Interval (minutes) |

43 |

45 |

45 |

45 |

46 |

46 |

46 |

46 |

46 |

47 |

47 |

47 |

47 |

48 |

48 |

48 |

49 |

49 |

49 |

49 |

49 |

50 |

50 |

50 |

50 |

50 |

51 |

51 |

51 |

51 |

A. Histogram: Does it appear normal, or is it skewed right or left, or is it bi-modal? Place your histogram below.

B. How many outlier more than Q3+1.5 times the IQR and how many outliers less than Q1-1.5 time the IQR?

C. Is the normal probability plot more or less linear or not? Place your graph below?

D. After reviewing A, B, and C, do the data come from a population that is normally distributed? Explain.

**Part 2:** If your
answer for part 1 was that your data was normally distributed, you can then use
that data for part 2, otherwise, you need to find another normally distributed
data set for part 2. Create a cumulative probability distribution for your data
and include a summary of your data (just # of data points, median, standard
deviation) as well as a table with your first 30-50 data values (if it is not
the same data as part one).

**Data Title:**

**Source: **Same as
in Part 1 or if not same as part 1, then, self-collected (include entire data
set at end of assignment), from LEO (Indicate which one), or from the internet
(Provide link).

A. What is your random variable?

B. Who or what is your random variable about (population)?

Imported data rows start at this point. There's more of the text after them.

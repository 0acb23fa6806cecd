use std::time::Duration;

use ctk_core::{Error, Result};

use crate::stream::ProcessStream;

#[derive(Clone, Debug, Default, PartialEq, Eq)]
pub struct CommandSpec {
    pub program: String,
    pub args: Vec<String>,
    pub stdin: Option<String>,
    pub env: Vec<(String, String)>,
    pub timeout: Option<Duration>,
}

impl CommandSpec {
    pub fn new(program: impl Into<String>) -> Self {
        Self { program: program.into(), ..Default::default() }
    }

    pub fn arg(mut self, arg: impl Into<String>) -> Self {
        self.args.push(arg.into());
        self
    }

    pub fn args<I, S>(mut self, args: I) -> Self
    where
        I: IntoIterator<Item = S>,
        S: Into<String>,
    {
        self.args.extend(args.into_iter().map(Into::into));
        self
    }

    pub fn stdin(mut self, input: impl Into<String>) -> Self {
        self.stdin = Some(input.into());
        self
    }

    pub fn env(mut self, key: impl Into<String>, value: impl Into<String>) -> Self {
        self.env.push((key.into(), value.into()));
        self
    }

    pub fn timeout(mut self, timeout: Duration) -> Self {
        self.timeout = Some(timeout);
        self
    }

    pub fn command_line(&self) -> String {
        if self.args.is_empty() {
            return self.program.clone();
        }
        format!("{} {}", self.program, self.args.join(" "))
    }
}

#[derive(Clone, Debug, Default, PartialEq, Eq)]
pub struct CommandOutput {
    pub success: bool,
    pub exit_code: Option<i32>,
    pub stdout: String,
    pub stderr: String,
}

impl CommandOutput {
    /// stdout followed by stderr, the way a human reads a failed CLI call.
    pub fn combined(&self) -> String {
        match (self.stdout.trim_end().is_empty(), self.stderr.trim_end().is_empty()) {
            (_, true) => self.stdout.clone(),
            (true, false) => self.stderr.clone(),
            (false, false) => format!("{}\n{}", self.stdout.trim_end(), self.stderr),
        }
    }
}

/// Seam for every external CLI call so strategies can be exercised without a cluster.
pub trait CommandRunner: Send + Sync {
    /// Runs to completion. Non-zero exit is reported in the output, not as an error.
    fn run(&self, cmd: &CommandSpec) -> Result<CommandOutput>;

    /// Spawns and hands back stdout as it is produced.
    fn stream(&self, cmd: &CommandSpec) -> Result<ProcessStream>;

    fn run_checked(&self, cmd: &CommandSpec) -> Result<CommandOutput> {
        let out = self.run(cmd)?;
        if !out.success {
            return Err(Error::CommandFailed { command: cmd.command_line(), output: out.combined() });
        }
        Ok(out)
    }
}

#[cfg(test)]
mod tests {
    use super::*;

    #[test]
    fn builder_collects_args() {
        let cmd = CommandSpec::new("kubectl").arg("apply").args(["-f", "x.yaml"]).stdin("doc");
        assert_eq!(cmd.command_line(), "kubectl apply -f x.yaml");
        assert_eq!(cmd.stdin.as_deref(), Some("doc"));
    }

    #[test]
    fn combined_output_keeps_both_streams() {
        let out = CommandOutput { success: false, exit_code: Some(1), stdout: "a\n".into(), stderr: "b\n".into() };
        assert_eq!(out.combined(), "a\nb\n");
        let only_err = CommandOutput { stderr: "boom".into(), ..Default::default() };
        assert_eq!(only_err.combined(), "boom");
    }
}
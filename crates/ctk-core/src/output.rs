use std::sync::OnceLock;

use regex::Regex;

use crate::{Error, Result, RunKind, TektonRun};

pub const TEKTON_RUN_PATTERN: &str = r"(?m)^(taskrun|pipelinerun)\.tekton\.dev/(\S+)\s+created$";

fn run_pattern() -> &'static Regex {
    static PATTERN: OnceLock<Regex> = OnceLock::new();
    PATTERN.get_or_init(|| Regex::new(TEKTON_RUN_PATTERN).expect("run pattern compiles"))
}

/// Every run reported as created in `kubectl apply` output, in output order.
pub fn parse_created_runs(output: &str) -> Vec<TektonRun> {
    run_pattern()
        .captures_iter(output)
        .filter_map(|caps| {
            let kind = caps.get(1)?.as_str().parse::<RunKind>().ok()?;
            let name = caps.get(2)?.as_str();
            Some(TektonRun::new(name, kind))
        })
        .collect()
}

/// The first run reported as created. An apply that creates no run is an error.
pub fn parse_created_run(output: &str) -> Result<TektonRun> {
    parse_created_runs(output)
        .into_iter()
        .next()
        .ok_or_else(|| Error::Parse("no TaskRun or PipelineRun found in the output".into()))
}
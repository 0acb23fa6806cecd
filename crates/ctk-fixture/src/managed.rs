use ctk_core::{Error, Result, RunKind, ScopeId, TektonRun};
use serde_yaml::{Mapping, Value};

use crate::manifest::{doc_kind, mapping_entry, set_doc_name, visit_keyed_mappings, Manifest};

/// Settings the managed build API needs on every submitted run.
#[derive(Clone, Debug)]
pub struct ManagedDocument<'a> {
    pub name_prefix: &'a str,
    pub service_account: &'a str,
    /// StepAction name and the OCI reference it was pushed to.
    pub bundle: Option<(&'a str, &'a str)>,
}

impl ManagedDocument<'_> {
    /// Builds the single run document submitted to the managed API.
    ///
    /// The run is renamed to `<prefix><scope id>`, gets a service account when it has
    /// none, keeps only the first workspace's name, and resolves the StepAction from
    /// its pushed bundle.
    pub fn prepare(&self, manifest: &Manifest, scope: &ScopeId) -> Result<(Manifest, TektonRun)> {
        let runs: Vec<&Value> = manifest
            .docs
            .iter()
            .filter(|d| matches!(doc_kind(d), Some("TaskRun" | "PipelineRun")))
            .collect();
        let [run] = runs.as_slice() else {
            return Err(Error::Unsupported(format!(
                "managed mode submits exactly one TaskRun or PipelineRun, found {}",
                runs.len()
            )));
        };
        if manifest.docs.len() > 1 {
            return Err(Error::Unsupported(
                "managed mode cannot submit companion documents; embed them with taskSpec/pipelineSpec".into(),
            ));
        }

        let kind: RunKind = doc_kind(run).unwrap_or_default().parse()?;
        let name = format!("{}{}", self.name_prefix, scope);
        let mut doc = (*run).clone();

        set_doc_name(&mut doc, &name);
        let spec = mapping_entry(&mut doc, "spec");
        inject_service_account(spec, self.service_account);
        truncate_workspaces(spec);
        if let Some((step_action, oci_ref)) = self.bundle {
            resolve_from_bundle(&mut doc, step_action, oci_ref);
        }

        Ok((Manifest { docs: vec![doc] }, TektonRun::new(name, kind)))
    }
}

fn inject_service_account(spec: &mut Mapping, service_account: &str) {
    let security = spec.entry(Value::from("security")).or_insert_with(|| Value::Mapping(Mapping::new()));
    if !security.is_mapping() {
        *security = Value::Mapping(Mapping::new());
    }
    if let Value::Mapping(security) = security {
        let key = Value::from("serviceAccount");
        if !security.contains_key(&key) {
            security.insert(key, Value::from(service_account));
        }
    }
}

fn truncate_workspaces(spec: &mut Mapping) {
    let Some(Value::Sequence(workspaces)) = spec.get_mut("workspaces") else { return };
    let first = workspaces.first().and_then(|w| w.get("name")).cloned();
    workspaces.clear();
    if let Some(name) = first {
        let mut kept = Mapping::new();
        kept.insert(Value::from("name"), name);
        workspaces.push(Value::Mapping(kept));
    }
}

fn resolve_from_bundle(doc: &mut Value, step_action: &str, oci_ref: &str) {
    visit_keyed_mappings(doc, &mut |key, inner| {
        if key != "ref" || inner.get("name").and_then(Value::as_str) != Some(step_action) {
            return;
        }
        *inner = bundle_ref(step_action, oci_ref);
    });
}

fn bundle_ref(step_action: &str, oci_ref: &str) -> Mapping {
    let param = |name: &str, value: &str| {
        let mut m = Mapping::new();
        m.insert(Value::from("name"), Value::from(name));
        m.insert(Value::from("value"), Value::from(value));
        Value::Mapping(m)
    };
    let mut m = Mapping::new();
    m.insert(Value::from("resolver"), Value::from("bundles"));
    m.insert(
        Value::from("params"),
        Value::Sequence(vec![param("bundle", oci_ref), param("name", step_action), param("kind", "stepaction")]),
    );
    m
}

#[cfg(test)]
mod tests {
    use super::*;
    use crate::manifest::doc_name;

    const RUN: &str = r#"
apiVersion: tekton.dev/v1
kind: TaskRun
metadata:
  name: git-clone-test
spec:
  workspaces:
    - name: output
      emptyDir: {}
    - name: ssh
      secret:
        secretName: ssh
  taskSpec:
    steps:
      - name: clone
        ref:
          name: git-clone
"#;

    fn settings<'a>() -> ManagedDocument<'a> {
        ManagedDocument {
            name_prefix: "ctk-",
            service_account: "builder@example.iam.gserviceaccount.com",
            bundle: Some(("git-clone", "us-docker.pkg.dev/p/r/git-clone:abc")),
        }
    }

    #[test]
    fn prepares_run_for_submission() {
        let scope = ScopeId::from_str("abc");
        let (m, run) = settings().prepare(&Manifest::parse(RUN).unwrap(), &scope).unwrap();
        let doc = &m.docs[0];

        assert_eq!(run, TektonRun::new("ctk-abc", RunKind::TaskRun));
        assert_eq!(doc_name(doc), Some("ctk-abc"));
        assert_eq!(
            doc["spec"]["security"]["serviceAccount"].as_str(),
            Some("builder@example.iam.gserviceaccount.com")
        );

        let workspaces = doc["spec"]["workspaces"].as_sequence().unwrap();
        assert_eq!(workspaces.len(), 1);
        assert_eq!(workspaces[0].as_mapping().unwrap().len(), 1);
        assert_eq!(workspaces[0]["name"].as_str(), Some("output"));

        let r = &doc["spec"]["taskSpec"]["steps"][0]["ref"];
        assert_eq!(r["resolver"].as_str(), Some("bundles"));
        assert_eq!(r["params"][0]["value"].as_str(), Some("us-docker.pkg.dev/p/r/git-clone:abc"));
        assert_eq!(r["params"][2]["value"].as_str(), Some("stepaction"));
    }

    #[test]
    fn keeps_existing_service_account() {
        let text = "kind: PipelineRun\nmetadata:\n  name: p\nspec:\n  security:\n    serviceAccount: mine\n";
        let (m, run) = settings().prepare(&Manifest::parse(text).unwrap(), &ScopeId::from_str("x")).unwrap();
        assert_eq!(run.kind, RunKind::PipelineRun);
        assert_eq!(m.docs[0]["spec"]["security"]["serviceAccount"].as_str(), Some("mine"));
        assert!(m.docs[0]["spec"].get("workspaces").is_none());
    }

    #[test]
    fn rejects_companion_documents() {
        let text = "kind: Task\nmetadata:\n  name: t\n---\nkind: TaskRun\nmetadata:\n  name: r\n";
        let err = settings().prepare(&Manifest::parse(text).unwrap(), &ScopeId::from_str("x")).unwrap_err();
        assert!(matches!(err, Error::Unsupported(_)));
    }
}
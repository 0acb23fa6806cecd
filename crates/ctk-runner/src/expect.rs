//! Per-test expectations, read from `tests/<name>.expect.toml` next to the manifest.
//!
//! ```toml
//! outcome = "succeeded"
//!
//! [[assert]]
//! field = ".status.results[0].value"
//! equals = "main"
//!
//! [[assert]]
//! step = "clone"
//! result = "commit"
//! ```

use std::path::{Path, PathBuf};

use anyhow::{Context, Result};
use serde::{Deserialize, Serialize};

#[derive(Clone, Copy, Debug, Default, PartialEq, Eq, Serialize, Deserialize)]
#[serde(rename_all = "lowercase")]
pub enum ExpectedOutcome {
    #[default]
    Succeeded,
    Failed,
}

/// One `[[assert]]` entry. Keys from both kinds in one entry are rejected.
#[derive(Clone, Debug, PartialEq, Eq, Serialize, Deserialize)]
#[serde(untagged)]
pub enum Check {
    StepResult(StepResultCheck),
    Field(FieldCheck),
}

/// A step result that must be present and non-empty.
#[derive(Clone, Debug, PartialEq, Eq, Serialize, Deserialize)]
#[serde(deny_unknown_fields)]
pub struct StepResultCheck {
    #[serde(default)]
    pub step: Option<String>,
    pub result: String,
}

/// A run field that must be non-empty, or equal `equals` when given.
#[derive(Clone, Debug, PartialEq, Eq, Serialize, Deserialize)]
#[serde(deny_unknown_fields)]
pub struct FieldCheck {
    pub field: String,
    #[serde(default)]
    pub equals: Option<String>,
}

#[derive(Clone, Debug, Default, PartialEq, Eq, Serialize, Deserialize)]
pub struct Expectations {
    #[serde(default)]
    pub outcome: ExpectedOutcome,
    #[serde(default, rename = "assert")]
    pub checks: Vec<Check>,
}

impl Expectations {
    pub fn path_for(manifest: &Path) -> PathBuf {
        let stem = manifest.file_stem().map(|s| s.to_string_lossy().into_owned()).unwrap_or_default();
        manifest.with_file_name(format!("{stem}.expect.toml"))
    }

    /// Expectations for a test manifest; a run that must succeed when there is no file.
    pub fn load_for(manifest: &Path) -> Result<Self> {
        let path = Self::path_for(manifest);
        if !path.exists() {
            return Ok(Self::default());
        }
        let s = std::fs::read_to_string(&path).with_context(|| format!("read {}", path.display()))?;
        toml::from_str(&s).with_context(|| format!("parse {}", path.display()))
    }
}
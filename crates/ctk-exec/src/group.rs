//! Process-group handling, so a timeout also reaches whatever a wrapper script forked.

use std::process::{Child, Command};

/// Starts the child as the leader of a new process group.
#[cfg(unix)]
pub(crate) fn isolate(cmd: &mut Command) {
    use std::os::unix::process::CommandExt;
    cmd.process_group(0);
}

#[cfg(not(unix))]
pub(crate) fn isolate(_cmd: &mut Command) {}

/// Kills the child's whole process group, then the child itself.
#[cfg(unix)]
pub(crate) fn kill_group(child: &mut Child) {
    if let Ok(pgid) = libc::pid_t::try_from(child.id()) {
        // SAFETY: kill(2) with a negative pid only sends a signal; the group was created by `isolate`.
        unsafe {
            libc::kill(-pgid, libc::SIGKILL);
        }
    }
    let _ = child.kill();
}

#[cfg(not(unix))]
pub(crate) fn kill_group(child: &mut Child) {
    let _ = child.kill();
}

C. What is the probability that a (insert population here) has a (insert random variable here) greater than (insert a test value of your choice here)?

D. What is the probability that a (insert population here) has a (insert random variable here) less than (insert a test value of your choice here)?

E. What is the probability that a (insert population here) has a (insert random variable here) between (insert larger test value of your choice here) and (insert smaller test value here)?

F. Is it unusual for a (insert individual in the population here) to have a (insert random variable from part A here) greater than (test value from part A)?

G. What (insert random variable here) do 90% of all individuals in/of (insert population here) have less than?

H. What (insert random variable here) do 5% of all individuals in/of (insert population here) have less than?